• **YOUR ASSIGNMENT**:
Find the lines in the records below that contain "WHERE", and report each of them.

• **RECORD SET**:
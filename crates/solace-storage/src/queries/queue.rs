// SPDX-FileCopyrightText: 2026 Solace Contributors
// SPDX-License-Identifier: MIT OR Apache-2.0

//! Durable work queue backing the generation stage.
//!
//! Entries move `pending -> processing -> completed`, or back to `pending`
//! on a retryable failure until `max_attempts` is reached. A `processing`
//! entry whose lock has expired is handed out again, so a worker that died
//! mid-job does not strand its message.

use rusqlite::{OptionalExtension, Row, params};
use solace_core::SolaceError;
use solace_core::types::QueueEntry;

use crate::database::{Database, map_tr_err};

/// How long a claimed entry stays invisible to other workers.
const LEASE: &str = "+5 minutes";

fn entry_from_row(row: &Row<'_>) -> rusqlite::Result<QueueEntry> {
    Ok(QueueEntry {
        id: row.get("id")?,
        queue_name: row.get("queue_name")?,
        payload: row.get("payload")?,
        status: row.get("status")?,
        attempts: row.get("attempts")?,
        max_attempts: row.get("max_attempts")?,
        created_at: row.get("created_at")?,
        updated_at: row.get("updated_at")?,
        locked_until: row.get("locked_until")?,
    })
}

/// Append a job to `queue_name` and return its id.
pub async fn enqueue(db: &Database, queue_name: &str, payload: &str) -> Result<i64, SolaceError> {
    let (name, body) = (queue_name.to_owned(), payload.to_owned());
    db.connection()
        .call(move |conn| {
            conn.execute(
                "INSERT INTO queue (queue_name, payload) VALUES (?1, ?2)",
                params![name, body],
            )?;
            Ok(conn.last_insert_rowid())
        })
        .await
        .map_err(map_tr_err)
}

/// Lease the oldest claimable job of `queue_name`, if any.
///
/// Claimable means `pending`, or `processing` with a lapsed lease. The
/// select and the lease happen in one statement.
pub async fn dequeue(db: &Database, queue_name: &str) -> Result<Option<QueueEntry>, SolaceError> {
    let name = queue_name.to_owned();
    db.connection()
        .call(move |conn| {
            let leased = conn
                .query_row(
                    "UPDATE queue
                        SET status = 'processing',
                            locked_until = strftime('%Y-%m-%dT%H:%M:%fZ', 'now', ?2),
                            updated_at = strftime('%Y-%m-%dT%H:%M:%fZ', 'now')
                      WHERE id = (
                            SELECT id FROM queue
                             WHERE queue_name = ?1
                               AND (status = 'pending'
                                    OR (status = 'processing'
                                        AND locked_until < strftime('%Y-%m-%dT%H:%M:%fZ', 'now')))
                             ORDER BY id
                             LIMIT 1)
                  RETURNING *",
                    params![name, LEASE],
                    entry_from_row,
                )
                .optional()?;
            Ok(leased)
        })
        .await
        .map_err(map_tr_err)
}

/// Job finished; it is never handed out again.
pub async fn ack(db: &Database, id: i64) -> Result<(), SolaceError> {
    settle(db, id, "status = 'completed'").await
}

/// Count a failed attempt. The job goes back to `pending` while attempts
/// remain and to `failed` once they run out.
pub async fn fail(db: &Database, id: i64) -> Result<(), SolaceError> {
    settle(
        db,
        id,
        "attempts = attempts + 1,
         status = IIF(attempts + 1 >= max_attempts, 'failed', 'pending')",
    )
    .await
}

async fn settle(db: &Database, id: i64, assignments: &'static str) -> Result<(), SolaceError> {
    db.connection()
        .call(move |conn| {
            conn.execute(
                &format!(
                    "UPDATE queue SET {assignments}, locked_until = NULL,
                     updated_at = strftime('%Y-%m-%dT%H:%M:%fZ', 'now')
                     WHERE id = ?1"
                ),
                params![id],
            )?;
            Ok(())
        })
        .await
        .map_err(map_tr_err)
}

• **SOLUTION FOR THIS EXERCISE**:
                      WHERE id = (
                             WHERE queue_name = ?1
                     WHERE id = ?1"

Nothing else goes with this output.